待降節第四主日B年 2020.12.20

マリアのフィアット

 主の降誕を間近に迎えた今日のみ言葉は、マリアへのお告げです。マリアはこの時喜んだのでしょうか。皆さんはどう思っておられましたか?
 マリアは心底困惑したと思います。フランスの宗教史家ダニエル・ロップス著(1901~1965)「イエス時代の日常生活」はこう記します。「イスラエルは早婚であった。男は18歳が結婚に最適であると考えた。娘は早く結婚させられた。律法によれば12歳半が適齢であった。童貞マリアがキリストを生んだときは、かろうじて14歳の少女であったに違いない。」婚約者によらない妊娠・・それが神の業であっても、ユダヤ人社会の厳しい道徳律がありました。石打の刑です。「姦淫の罪を認められた婚約者は、妻のごとく投石された」とダニエル・ロップスは記しています。
 マリアは(なれかし)と答えました。命の危険を覚悟してのことだと思います。

 信仰が人間を否応なしに困惑する事態に直面させることがあります。人間の弱い心はそれを嘆かずにはおれません。遠藤周作の短編 最後の殉教者に登場する 浦上中野郷の喜助は、象のように大きいからだですが、しかし無類の臆病者です。 蛇をみても飛び上がりますし、悪ガキから一物を見せろと言われても堪忍してつかわさい、堪忍してつかわさいと平謝りするだけです。同じ仲間の伸三郎はそれを見ていて、ゼズスさまを裏切るユダのようになるかもしれないと危惧します。
 1867年の夏 浦上四番崩れで提灯を掲げた取り方が包囲、捕らえられた時、取り方が両手両足 首、胸に縄をかけ、一か所にくくると、「かんにんしてつかわさい 」とくりかえしころびます。しかし、のちに、捉えられた仲間を見て津和野の仲間のもとに戻るのです。その時、甚三郎は「くるしければころんでええんじゃぞ お前がここに戻ってきただけでゼズスさまは喜んでおられる」と叫びます。

 塚という石碑があります。青面金剛と三猿を彫った石で、青面金剛の身は青く、目は赤く身に蛇をまとい足下に二匹の鬼を踏みつけています。肺病を除く鬼で、神道では猿田彦・天孫降臨の道案内です。 鼻が高く神社の祭礼では天狗の面をかぶり矛を持っています。 渡良瀬遊水地の近くにある庚申塚の像は、ミトラのような被り物をかぶり、手に持つ錫杖の上部は十字架になっています。
 庚申講はあやしまれずに集まって祈ることのできるひとときでしたので、隠れキリシタンによって利用されたといいます。この庚申塚を彫ったキリシタンは、どのような思いで石を刻み、それを野辺において祈ったのでしょうか。
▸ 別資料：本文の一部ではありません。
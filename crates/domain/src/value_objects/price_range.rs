use crate::error::CalculationError;
use crate::value_objects::percentage::Percentage;
use crate::value_objects::price::Price;
use rust_decimal::Decimal;
use serde::{Deserialize, Serialize};

/// A concentrated-liquidity range around the current pair price.
#[derive(Debug, Clone, Copy, PartialEq, Eq, Serialize, Deserialize)]
pub struct PriceRange {
    pub lower_price: Price,
    pub current_price: Price,
    pub upper_price: Price,
}

impl PriceRange {
    pub fn new(lower: Price, current: Price, upper: Price) -> Self {
        Self {
            lower_price: lower,
            current_price: current,
            upper_price: upper,
        }
    }

    /// Derives a range from the current pair price and the percentage
    /// distances to each edge.
    ///
    /// `lower = current * (1 - lower_pct / 100)` and
    /// `upper = current * (1 + upper_pct / 100)`. The edges are not ordered or
    /// clamped: a lower distance above 100% produces a negative lower edge.
    pub fn around(
        current: Price,
        upper_pct: Percentage,
        lower_pct: Percentage,
    ) -> Result<Self, CalculationError> {
        let lower_factor = Decimal::ONE
            .checked_sub(lower_pct.as_fraction())
            .ok_or(CalculationError::Overflow("lower range factor"))?;
        let upper_factor = Decimal::ONE
            .checked_add(upper_pct.as_fraction())
            .ok_or(CalculationError::Overflow("upper range factor"))?;

        let lower = current
            .value
            .checked_mul(lower_factor)
            .ok_or(CalculationError::Overflow("lower range price"))?;
        let upper = current
            .value
            .checked_mul(upper_factor)
            .ok_or(CalculationError::Overflow("upper range price"))?;

        Ok(Self::new(Price::new(lower), current, Price::new(upper)))
    }

    pub fn contains(&self, price: Price) -> bool {
        price.value >= self.lower_price.value && price.value <= self.upper_price.value
    }

    /// The same range quoted the other way around (token 2 in token 1).
    ///
    /// Inverting swaps the edges, so the lower edge of the inverted range is
    /// the reciprocal of this range's upper edge. A lower edge at or below
    /// zero leaves the inverted range without an upper edge.
    pub fn invert(&self) -> InvertedPriceRange {
        InvertedPriceRange {
            lower_price: self.upper_price.invert(),
            current_price: self.current_price.invert(),
            upper_price: self.lower_price.invert(),
        }
    }
}

/// A [`PriceRange`] quoted in the opposite direction.
///
/// Edges without a positive reciprocal are `None`: a missing upper edge means
/// the range is unbounded above, a missing lower edge means the original
/// range holds no positive price.
#[derive(Debug, Clone, Copy, PartialEq, Eq, Serialize, Deserialize)]
pub struct InvertedPriceRange {
    pub lower_price: Option<Price>,
    pub current_price: Option<Price>,
    pub upper_price: Option<Price>,
}

impl InvertedPriceRange {
    pub fn is_unbounded(&self) -> bool {
        self.upper_price.is_none()
    }

    pub fn contains(&self, price: Price) -> bool {
        let above_lower = self
            .lower_price
            .is_some_and(|lower| price.value >= lower.value);
        let below_upper = self
            .upper_price
            .is_none_or(|upper| price.value <= upper.value);
        above_lower && below_upper
    }
}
露見したときのことを思わなかったか、どのように子孫に伝えようとしたか、など考えてみます。

 神を信じることが生命の危険を伴った、神の命をいただくことがこの世の生命と引き替えだった時代がありました。 
 でも、神の力はただ人間を困惑に陥れて終わるのではありません。  窮状を乗り越えさせ「さいわいなるかな」との声を上げさせることが起こるのが、教会なのです。そして、マリアの命がけの(お言葉通りになりますように)によって、かみの言葉は肉となったのです。